**TASK PROMPT**
The whole listing must be printed again without any alteration.

____________________

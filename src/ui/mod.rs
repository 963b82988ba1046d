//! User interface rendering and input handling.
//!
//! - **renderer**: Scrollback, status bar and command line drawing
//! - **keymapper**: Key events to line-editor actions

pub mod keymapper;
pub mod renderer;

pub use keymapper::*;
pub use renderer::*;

____________________

**RESULT FOR THIS TASK**
filename src/ui/mod.rs
repository 963b82988ba1046d
//! User interface rendering and input handling.
//!
//! - **renderer**: Scrollback, status bar and command line drawing
//! - **keymapper**: Key events to line-editor actions

pub mod keymapper;
pub mod renderer;

pub use keymapper::*;
pub use renderer::*;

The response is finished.